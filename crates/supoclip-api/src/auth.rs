//! Caller identity.
//!
//! Authentication happens upstream; the API trusts the `user_id` header set
//! by the front end and scopes every task operation to it.

use axum::async_trait;
use axum::extract::FromRequestParts;
use axum::http::request::Parts;

use supoclip_models::UserId;

use crate::error::ApiError;

/// Header carrying the caller's user ID.
pub const USER_ID_HEADER: &str = "user_id";

/// Alternative spelling for proxies that drop underscore headers.
pub const USER_ID_HEADER_ALT: &str = "x-user-id";

const MAX_USER_ID_LENGTH: usize = 128;

/// Authenticated caller.
#[derive(Debug, Clone)]
pub struct AuthUser {
    pub user_id: UserId,
}

#[async_trait]
impl<S> FromRequestParts<S> for AuthUser
where
    S: Send + Sync,
{
    type Rejection = ApiError;

    async fn from_request_parts(parts: &mut Parts, _state: &S) -> Result<Self, Self::Rejection> {
        let raw = parts
            .headers
            .get(USER_ID_HEADER)
            .or_else(|| parts.headers.get(USER_ID_HEADER_ALT))
            .ok_or_else(|| ApiError::unauthorized("User authentication required"))?;

        let user_id = raw
            .to_str()
            .map_err(|_| ApiError::bad_request("Invalid user ID format"))?
            .trim();

        if user_id.is_empty() {
            return Err(ApiError::unauthorized("User authentication required"));
        }
        if user_id.len() > MAX_USER_ID_LENGTH || user_id.chars().any(|c| c.is_control()) {
            return Err(ApiError::bad_request("Invalid user ID format"));
        }

        Ok(AuthUser {
            user_id: UserId::new(user_id),
        })
    }
}
//! Timestamp parsing and `MM:SS` formatting.
//!
//! Clip boundaries are presented as `MM:SS` where the minute field is not
//! wrapped at 60, so a point 75 minutes in is `75:00`.

use thiserror::Error;

/// Parse a timestamp string to total seconds.
///
/// Supports formats:
/// - `HH:MM:SS` or `HH:MM:SS.mmm`
/// - `MM:SS` or `MM:SS.mmm`
/// - `SS` or `SS.mmm`
///
/// # Examples
/// ```
/// use supoclip_models::timestamp::parse_timestamp;
/// assert_eq!(parse_timestamp("05:30").unwrap(), 330.0);
/// assert_eq!(parse_timestamp("75:00").unwrap(), 4500.0);
/// assert_eq!(parse_timestamp("01:30:00").unwrap(), 5400.0);
/// ```
pub fn parse_timestamp(ts: &str) -> Result<f64, TimestampError> {
    let ts = ts.trim();
    if ts.is_empty() {
        return Err(TimestampError::Empty);
    }

    let parts: Vec<&str> = ts.split(':').collect();
    if parts.len() > 3 {
        return Err(TimestampError::InvalidFormat(ts.to_string()));
    }

    const NAMES: [&str; 3] = ["hours", "minutes", "seconds"];
    let offset = 3 - parts.len();
    let mut total = 0.0;
    for (i, part) in parts.iter().enumerate() {
        let value: f64 = part
            .parse()
            .map_err(|_| TimestampError::InvalidValue(NAMES[offset + i], part.to_string()))?;
        if value < 0.0 || !value.is_finite() {
            return Err(TimestampError::Negative);
        }
        total = total * 60.0 + value;
    }
    Ok(total)
}

/// Format seconds as `MM:SS`, truncating fractional seconds.
pub fn format_mmss(total_secs: f64) -> String {
    let whole = total_secs.max(0.0).floor() as u64;
    format!("{:02}:{:02}", whole / 60, whole % 60)
}

/// Format seconds as `MMSS` for use in file names.
pub fn compact_mmss(total_secs: f64) -> String {
    format_mmss(total_secs).replace(':', "")
}

/// Timestamp parsing error.
#[derive(Debug, Clone, PartialEq, Error)]
pub enum TimestampError {
    #[error("Timestamp cannot be empty")]
    Empty,

    #[error("Timestamp cannot be negative")]
    Negative,

    #[error("Invalid {0} value: {1}")]
    InvalidValue(&'static str, String),

    #[error("Invalid timestamp format '{0}'. Use MM:SS or HH:MM:SS")]
    InvalidFormat(String),
}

◆ **What you have to do**: Write down all of the records again, word for word.

◆ **Your solution**:
filename crates/supoclip-api/src/auth.rs
//! Caller identity.
//!
//! Authentication happens upstream; the API trusts the `user_id` header set
//! by the front end and scopes every task operation to it.

use axum::async_trait;
use axum::extract::FromRequestParts;
use axum::http::request::Parts;

use supoclip_models::UserId;

use crate::error::ApiError;

/// Header carrying the caller's user ID.
pub const USER_ID_HEADER: &str = "user_id";

/// Alternative spelling for proxies that drop underscore headers.
pub const USER_ID_HEADER_ALT: &str = "x-user-id";

const MAX_USER_ID_LENGTH: usize = 128;

/// Authenticated caller.
#[derive(Debug, Clone)]
pub struct AuthUser {
    pub user_id: UserId,
}

#[async_trait]
impl<S> FromRequestParts<S> for AuthUser
where
    S: Send + Sync,
{
    type Rejection = ApiError;

    async fn from_request_parts(parts: &mut Parts, _state: &S) -> Result<Self, Self::Rejection> {
        let raw = parts
            .headers
            .get(USER_ID_HEADER)
            .or_else(|| parts.headers.get(USER_ID_HEADER_ALT))
            .ok_or_else(|| ApiError::unauthorized("User authentication required"))?;

        let user_id = raw
            .to_str()
            .map_err(|_| ApiError::bad_request("Invalid user ID format"))?
            .trim();

        if user_id.is_empty() {
            return Err(ApiError::unauthorized("User authentication required"));
        }
        if user_id.len() > MAX_USER_ID_LENGTH || user_id.chars().any(|c| c.is_control()) {
            return Err(ApiError::bad_request("Invalid user ID format"));
        }

        Ok(AuthUser {
            user_id: UserId::new(user_id),
        })
    }
}
//! Timestamp parsing and `MM:SS` formatting.
//!
//! Clip boundaries are presented as `MM:SS` where the minute field is not
//! wrapped at 60, so a point 75 minutes in is `75:00`.

use thiserror::Error;

/// Parse a timestamp string to total seconds.
///
/// Supports formats:
/// - `HH:MM:SS` or `HH:MM:SS.mmm`
/// - `MM:SS` or `MM:SS.mmm`
/// - `SS` or `SS.mmm`
///
/// # Examples
/// ```
/// use supoclip_models::timestamp::parse_timestamp;
/// assert_eq!(parse_timestamp("05:30").unwrap(), 330.0);
/// assert_eq!(parse_timestamp("75:00").unwrap(), 4500.0);
/// assert_eq!(parse_timestamp("01:30:00").unwrap(), 5400.0);
/// ```
pub fn parse_timestamp(ts: &str) -> Result<f64, TimestampError> {
    let ts = ts.trim();
    if ts.is_empty() {
        return Err(TimestampError::Empty);
    }

    let parts: Vec<&str> = ts.split(':').collect();
    if parts.len() > 3 {
        return Err(TimestampError::InvalidFormat(ts.to_string()));
    }

    const NAMES: [&str; 3] = ["hours", "minutes", "seconds"];
    let offset = 3 - parts.len();
    let mut total = 0.0;
    for (i, part) in parts.iter().enumerate() {
        let value: f64 = part
            .parse()
            .map_err(|_| TimestampError::InvalidValue(NAMES[offset + i], part.to_string()))?;
        if value < 0.0 || !value.is_finite() {
            return Err(TimestampError::Negative);
        }
        total = total * 60.0 + value;
    }
    Ok(total)
}

/// Format seconds as `MM:SS`, truncating fractional seconds.
pub fn format_mmss(total_secs: f64) -> String {
    let whole = total_secs.max(0.0).floor() as u64;
    format!("{:02}:{:02}", whole / 60, whole % 60)
}

/// Format seconds as `MMSS` for use in file names.
pub fn compact_mmss(total_secs: f64) -> String {
    format_mmss(total_secs).replace(':', "")
}

/// Timestamp parsing error.
#[derive(Debug, Clone, PartialEq, Error)]
pub enum TimestampError {
    #[error("Timestamp cannot be empty")]
    Empty,

    #[error("Timestamp cannot be negative")]
    Negative,

    #[error("Invalid {0} value: {1}")]
    InvalidValue(&'static str, String),

    #[error("Invalid timestamp format '{0}'. Use MM:SS or HH:MM:SS")]
    InvalidFormat(String),
}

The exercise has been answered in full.